Authors [22] indicate that one should work with the team as a whole in order to reduce the disparity of knowledge of health professionals from the same institution. We could see that this was indeed possible and that it strengthened the bonds amongst teams.
Another point observed was the influence of health professionals own personal history of abuse as in the example of one team staff who said that: "
Yoshihama and Mills [37] examined the personal history of professionals and their influence on the professional responses to allegations of family violence. They found that about half of professionals (n = 303) reported having suffered physical and/or sexual violence by an intimate partner; one-third of respondents reported physical abuse in their childhood, and 22% had suffered sexual abuse as a child. Professionals who had an abuse history identified more with abused cases encountered, and offered greater support to victims, making more protective decisions. This aspect was not explored in the present questionnaires, but participants’ accounts in each group with a history of corporal punishment, sexual and psychological violence indicate that there were indeed previous abuse histories. In future research it would be interesting to investigate this variable and match them to their respective opinions about the role of health professionals.

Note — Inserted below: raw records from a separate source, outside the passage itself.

//! Validation module
//!
//! Identifier validation for database namespaces and procedure names. Both
//! are interpolated into `CALL` statements, so only plain identifiers are
//! accepted.

use std::fmt;

/// Validation errors for database identifiers
#[derive(Debug, Clone, PartialEq)]
pub enum ValidationError {
    /// Name contains invalid characters (only alphanumeric, underscore and `$` allowed)
    InvalidCharacters(String),
    /// Name is too long (MySQL limit is 64 characters)
    TooLong {
        name: String,
        length: usize,
        max_length: usize,
    },
    /// Name is empty
    Empty,
    /// Name starts with invalid character (must start with letter or underscore)
    InvalidStartCharacter(String),
}

impl fmt::Display for ValidationError {
    fn fmt(&self, f: &mut fmt::Formatter<'_>) -> fmt::Result {
        match self {
            ValidationError::InvalidCharacters(name) => {
                write!(f, "Invalid characters in name '{}': only alphanumeric characters, underscores and '$' are allowed", name)
            }
            ValidationError::TooLong {
                name,
                length,
                max_length,
            } => {
                write!(
                    f,
                    "Name '{}' is too long: {} characters (max {})",
                    name, length, max_length
                )
            }
            ValidationError::Empty => {
                write!(f, "Name cannot be empty")
            }
            ValidationError::InvalidStartCharacter(name) => {
                write!(f, "Name '{}' must start with a letter or underscore", name)
            }
        }
    }
}

impl std::error::Error for ValidationError {}

/// A validated identifier that is safe to quote into a `CALL` statement
#[derive(Debug, Clone, PartialEq, Eq, Hash)]
pub struct ValidatedIdentifier(String);

impl ValidatedIdentifier {
    /// MySQL identifier length limit
    pub const MAX_LENGTH: usize = 64;

    pub fn new(name: &str) -> Result<Self, ValidationError> {
        Self::validate_identifier(name)?;
        Ok(Self(name.to_string()))
    }

    pub fn as_str(&self) -> &str {
        &self.0
    }

    pub fn into_string(self) -> String {
        self.0
    }

    /// Backtick quoted form
    pub fn quoted(&self) -> String {
        format!("`{}`", self.0)
    }

    fn validate_identifier(name: &str) -> Result<(), ValidationError> {
        if name.is_empty() {
            return Err(ValidationError::Empty);
        }

        if name.len() > Self::MAX_LENGTH {
            return Err(ValidationError::TooLong {
                name: name.to_string(),
                length: name.len(),
                max_length: Self::MAX_LENGTH,
            });
        }

        let first_char = name.chars().next().ok_or(ValidationError::Empty)?;
        if !first_char.is_ascii_alphabetic() && first_char != '_' {
            return Err(ValidationError::InvalidStartCharacter(name.to_string()));
        }

        if !name
            .chars()
            .all(|c| c.is_ascii_alphanumeric() || c == '_' || c == '$')
        {
            return Err(ValidationError::InvalidCharacters(name.to_string()));
        }

        Ok(())
    }
}

impl fmt::Display for ValidatedIdentifier {
    fn fmt(&self, f: &mut fmt::Formatter<'_>) -> fmt::Result {
        write!(f, "{}", self.0)
    }
}

#[cfg(test)]
mod tests {
    use super::*;

    #[test]
    fn test_valid_identifiers() {
        let long = "a".repeat(64);
        let valid_names = ["testing", "A_load", "User_save_v2", "_private", "db$1", long.as_str()];

        for name in valid_names {
            assert!(
                ValidatedIdentifier::new(name).is_ok(),
                "Should accept valid name: {}",
                name
            );
        }
    }

    #[test]
    fn test_invalid_identifiers() {
        let test_cases = [
            ("", ValidationError::Empty),
            (
                "1table",
                ValidationError::InvalidStartCharacter("1table".to_string()),
            ),
            (
                "my-db",
                ValidationError::InvalidCharacters("my-db".to_string()),
            ),
            (
                "A_load`; DROP DATABASE x; --",
                ValidationError::InvalidCharacters("A_load`; DROP DATABASE x; --".to_string()),
            ),
        ];

        for (name, expected_error) in test_cases {
            assert_eq!(ValidatedIdentifier::new(name).unwrap_err(), expected_error);
        }
    }

    #[test]
    fn test_too_long_identifier() {
        match ValidatedIdentifier::new(&"a".repeat(65)).unwrap_err() {
            ValidationError::TooLong {
                length, max_length, ..
            } => {
                assert_eq!(length, 65);
                assert_eq!(max_length, 64);
            }
            other => panic!("Expected TooLong error, got {:?}", other),
        }
    }

    #[test]
    fn test_quoted() {
        let ident = ValidatedIdentifier::new("testing").unwrap();
        assert_eq!(ident.quoted(), "`testing`");
        assert_eq!(format!("{}", ident), "testing");
    }
}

The emphasis given to the need of a training program rather than a single lecture [22] seems to be valid. The training in the present study lasted five months, enabling reflection among participants and a change of verbalizations, beliefs and attitudes about child abuse, which would have been difficult to observe in a shorter period of time. In addition, the inclusion of the training course in the work routine encouraged discussion of several potential or real child abuse cases.
Lane and Dubowitz [27] stated that clinical experience is essential for the development of skills and comfort level regarding assessments of child abuse Thus, a brief training may not be suitable to create the knowledge needed to assess and treat children suspected of abuse. Additionally, Lane and Dubowitz [27] verified the need for expert assistance, which is also relevant to this study, as after the training, the team pointed out that an interdisciplinary group would be ideal in terms of assessment of child sexual abuse and neglect cases.

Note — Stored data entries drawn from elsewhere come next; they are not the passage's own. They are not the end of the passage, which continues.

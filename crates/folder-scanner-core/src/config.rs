use config::{Config, ConfigError, Environment, File as ConfigFile};
use serde::Deserialize;
use std::path::PathBuf;

use crate::progress::DEFAULT_STATUS_BATCH;
use crate::scanner::ScanFilter;

/// Defaults for the walk filters, status cadence and logging. Paths are
/// never part of the configuration; callers always pass them explicitly.
#[derive(Debug, Clone, PartialEq, Eq, Deserialize)]
#[serde(default)]
pub struct AppConfig {
    pub include_files: bool,
    pub extensions: Vec<String>,
    pub excluded_folders: Vec<String>,
    /// Items between two status lines.
    pub status_batch: usize,
    pub logging: LoggingConfig,
}

impl Default for AppConfig {
    fn default() -> Self {
        Self {
            include_files: false,
            extensions: Vec::new(),
            excluded_folders: Vec::new(),
            status_batch: DEFAULT_STATUS_BATCH,
            logging: LoggingConfig::default(),
        }
    }
}

/// `[logging]` table. `TRACING_LEVEL` and `LOG_FILE_PATH` still win when set.
#[derive(Debug, Clone, PartialEq, Eq, Deserialize)]
#[serde(default)]
pub struct LoggingConfig {
    pub level: String,
    /// Pretty log lines on stderr.
    pub console: bool,
    /// Plain log file; `None` disables it.
    pub file: Option<PathBuf>,
}

impl Default for LoggingConfig {
    fn default() -> Self {
        Self {
            level: "info".to_string(),
            console: true,
            file: Some(PathBuf::from("./logs/folder-scanner.log")),
        }
    }
}

impl AppConfig {
    pub fn to_filter(&self) -> ScanFilter {
        ScanFilter::all()
            .include_files(self.include_files)
            .with_extensions(&self.extensions)
            .with_excluded_folders(&self.excluded_folders)
    }
}

/// Load `Config.{toml,json,yaml}` from the working directory (optional),
/// overlaid with `FOLDER_SCANNER_*` environment variables. Nested keys use
/// a double underscore, as in `FOLDER_SCANNER_LOGGING__LEVEL`.
pub fn load_configuration() -> Result<AppConfig, ConfigError> {
    load_configuration_from("Config")
}

pub fn load_configuration_from(name: &str) -> Result<AppConfig, ConfigError> {
    let builder = Config::builder()
        .add_source(ConfigFile::with_name(name).required(false))
        .add_source(
            Environment::with_prefix("FOLDER_SCANNER")
                .prefix_separator("_")
                .separator("__")
                .try_parsing(true)
                .list_separator(",")
                .with_list_parse_key("extensions")
                .with_list_parse_key("excluded_folders"),
        )
        .build()?;
    builder.try_deserialize::<AppConfig>()
}
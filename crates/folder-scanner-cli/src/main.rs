mod commands;
mod logging;
mod progress;

use std::path::{Path, PathBuf};
use std::process;

use anyhow::Context;
use clap::{CommandFactory, Parser};
use colored::*;
use commands::{Cli, Commands, FilterArgs, Strategy};
use dotenv::dotenv;
use folder_scanner_core::compare::{self, ComparisonSummary};
use folder_scanner_core::dupes::{self, DuplicateStrategy};
use folder_scanner_core::{
    export, model, replicate, scanner, AppConfig, CancelFlag, ScanFilter,
};
use progress::CliReporter;
use tracing::{error, info, warn};

/// Exit status after Ctrl-C, as shells report an interrupted command.
const EXIT_CANCELLED: i32 = 130;

fn main() {
    dotenv().ok();

    let config = match folder_scanner_core::config::load_configuration() {
        Ok(config) => config,
        Err(err) => {
            eprintln!("{} {}", "Error loading configuration:".red(), err);
            process::exit(1);
        }
    };

    let guard = logging::init_logger(&config.logging);

    let args = Cli::parse();

    let cancel = CancelFlag::new();
    let handler_flag = cancel.clone();
    if let Err(err) = ctrlc::set_handler(move || handler_flag.cancel()) {
        warn!("Ctrl-C will not cancel the running operation: {}", err);
    }
    let session = Session {
        cancel,
        status_batch: config.status_batch,
    };

    let result = match args.command {
        Some(Commands::Catalog {
            root,
            filter,
            output,
        }) => run_catalog(&session, &root, build_filter(&config, &filter), output.output),
        Some(Commands::Duplicates {
            root,
            strategy,
            filter,
            output,
        }) => run_duplicates(
            &session,
            &root,
            strategy,
            build_filter(&config, &filter),
            output.output,
        ),
        Some(Commands::Compare {
            left,
            right,
            output,
        }) => run_compare(&session, &left, &right, output.output),
        Some(Commands::Replicate {
            source,
            destination,
            filter,
            output,
        }) => run_replicate(
            &session,
            &source,
            &destination,
            build_filter(&config, &filter),
            output.output,
        ),
        Some(Commands::PrintConfig) => {
            println!("Configuration: {:?}", config);
            Ok(())
        }
        None => {
            let _ = Cli::command().print_long_help();
            Ok(())
        }
    };

    let code = match result {
        Err(err) => {
            error!("Error: {:#}", err);
            1
        }
        Ok(()) if session.cancel.is_set() => {
            warn!("Cancelled; results above are partial");
            println!("{}", "Cancelled by user, results are partial".yellow());
            EXIT_CANCELLED
        }
        Ok(()) => 0,
    };

    // Flush the file log before exiting.
    drop(guard);
    process::exit(code);
}

/// State shared by every subcommand: the Ctrl-C flag and status cadence.
struct Session {
    cancel: CancelFlag,
    status_batch: usize,
}

impl Session {
    fn reporter(&self) -> CliReporter {
        CliReporter::new(self.status_batch)
    }
}

/// Command-line values win; configuration fills in whatever was not given.
fn build_filter(config: &AppConfig, args: &FilterArgs) -> ScanFilter {
    let extensions = if args.extensions.is_empty() {
        &config.extensions
    } else {
        &args.extensions
    };
    let excluded = if args.excluded_folders.is_empty() {
        &config.excluded_folders
    } else {
        &args.excluded_folders
    };

    ScanFilter::all()
        .include_files(args.files || config.include_files)
        .with_extensions(extensions)
        .with_excluded_folders(excluded)
}

fn write_report<T: serde::Serialize>(output: Option<PathBuf>, rows: &[T]) -> anyhow::Result<()> {
    if let Some(path) = output {
        export::write_csv(&path, rows)
            .with_context(|| format!("writing report to {}", path.display()))?;
        println!("Report saved to {}", path.display().to_string().green());
    }
    Ok(())
}

fn run_catalog(
    session: &Session,
    root: &Path,
    filter: ScanFilter,
    output: Option<PathBuf>,
) -> anyhow::Result<()> {
    let reporter = session.reporter();
    let entries = scanner::scan(root, &filter, &session.cancel.attach(&reporter));
    reporter.finish();
    let entries = entries?;

    let folders = entries.iter().filter(|e| e.is_folder()).count();
    info!(
        "{} folders, {} files",
        format!("{}", folders).cyan(),
        format!("{}", entries.len() - folders).cyan(),
    );
    write_report(output, &model::catalog_rows(&entries))
}

fn run_duplicates(
    session: &Session,
    root: &Path,
    strategy: Strategy,
    filter: ScanFilter,
    output: Option<PathBuf>,
) -> anyhow::Result<()> {
    let strategy = match strategy {
        Strategy::Content => DuplicateStrategy::Content,
        Strategy::Name => DuplicateStrategy::Name,
    };

    let reporter = session.reporter();
    let cancellable = session.cancel.attach(&reporter);
    let groups = scanner::scan(root, &filter.include_files(true), &cancellable)
        .map(|entries| dupes::find_duplicates(&entries, strategy, &cancellable));
    reporter.finish();
    let groups = groups?;

    let stats = dupes::statistics(&groups);
    info!(
        "{} duplicate groups, {} files with duplicates, {} bytes ({} MB) wasted",
        format!("{}", stats.total_groups).red(),
        format!("{}", stats.total_duplicate_files).red(),
        format!("{}", stats.wasted_bytes).red(),
        format!("{:.2}", stats.wasted_megabytes()).red(),
    );
    write_report(output, &dupes::format_for_export(&groups))
}

fn run_compare(
    session: &Session,
    left: &Path,
    right: &Path,
    output: Option<PathBuf>,
) -> anyhow::Result<()> {
    let reporter = session.reporter();
    let records = compare::compare(left, right, &session.cancel.attach(&reporter));
    reporter.finish();
    let records = records?;

    print_summary(&compare::summarize(&records));
    write_report(output, &compare::comparison_rows(&records))
}

fn print_summary(summary: &ComparisonSummary) {
    println!("Total items:    {}", summary.total);
    println!("Same:           {}", format!("{}", summary.same).green());
    println!("Modified:       {}", format!("{}", summary.modified).yellow());
    println!("Only in left:   {}", format!("{}", summary.only_in_left).cyan());
    println!("Only in right:  {}", format!("{}", summary.only_in_right).cyan());
    println!("Type mismatch:  {}", format!("{}", summary.type_mismatch).red());
}

fn run_replicate(
    session: &Session,
    source: &Path,
    destination: &Path,
    filter: ScanFilter,
    output: Option<PathBuf>,
) -> anyhow::Result<()> {
    let reporter = session.reporter();
    let records = replicate::replicate(
        source,
        destination,
        &filter,
        &session.cancel.attach(&reporter),
    );
    reporter.finish();
    let records = records?;

    let failed = records.iter().filter(|r| r.status.is_failure()).count();
    info!(
        "{} items replicated, {} failed",
        format!("{}", records.len() - failed).green(),
        format!("{}", failed).red(),
    );
    write_report(output, &replicate::replication_rows(&records))
}
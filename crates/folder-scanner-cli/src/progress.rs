use folder_scanner_core::ProgressReporter;
use indicatif::{ProgressBar, ProgressStyle};
use std::time::Duration;

const PROGRESS_SCALE: u64 = 1000;

/// CLI progress reporter using indicatif.
///
/// - Walks: spinner with the latest status line
/// - Replication and hashing: bar driven by the reported fraction
pub struct CliReporter {
    bar: ProgressBar,
    status_batch: usize,
}

impl CliReporter {
    pub fn new(status_batch: usize) -> Self {
        let bar = ProgressBar::new_spinner();
        bar.set_style(spinner_style());
        bar.enable_steady_tick(Duration::from_millis(80));
        Self { bar, status_batch }
    }

    pub fn finish(&self) {
        self.bar.finish_and_clear();
    }
}

impl ProgressReporter for CliReporter {
    fn report_status(&self, text: &str) {
        self.bar.set_message(text.to_string());
    }

    fn report_progress(&self, fraction: f64) {
        if self.bar.length() != Some(PROGRESS_SCALE) {
            self.bar.set_length(PROGRESS_SCALE);
            self.bar.set_style(bar_style());
        }
        let position = (fraction.clamp(0.0, 1.0) * PROGRESS_SCALE as f64).round() as u64;
        self.bar.set_position(position);
    }

    fn status_batch(&self) -> usize {
        self.status_batch
    }
}

fn spinner_style() -> ProgressStyle {
    ProgressStyle::with_template("{spinner:.cyan} {wide_msg}")
        .unwrap_or_else(|_| ProgressStyle::default_spinner())
        .tick_chars("⠋⠙⠹⠸⠼⠴⠦⠧⠇⠏")
}

fn bar_style() -> ProgressStyle {
    ProgressStyle::with_template("  {spinner:.cyan} [{bar:30.cyan/dim}] {percent}% {wide_msg}")
        .unwrap_or_else(|_| ProgressStyle::default_bar())
        .progress_chars("━╸─")
        .tick_chars("⠋⠙⠹⠸⠼⠴⠦⠧⠇⠏")
}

Another possibility of course expansion would be to include in-depth encounters for each type of violence, as was proposal by the second author [25] after giving a specific training course on sexual sexual abuse, as each violence modality leads to specific demands. The training program recommendation on the ecological context of child abuse to understand risk and protective factors [22] was well suited to the context of the Family Health Program, which aims to meet individuals and family needs fully and continuously, developing actions to promote and restore health [38].
In conclusion, the training of health professionals to identify and report to competent authorities cases of child abuse, may be instrumental to Brazil’s Family Health Program. It would be important to incorporate this approach, once tested in large scale, as public policy aimed at training professionals to improve the general care of the population, and especially to prevent violence.
Acknowledgement
This paper is part of the M.A. thesis conducted by the first author with a fellowship from FAPESP (Federation of Research Support from the State of São Paulo), supervised by the second author.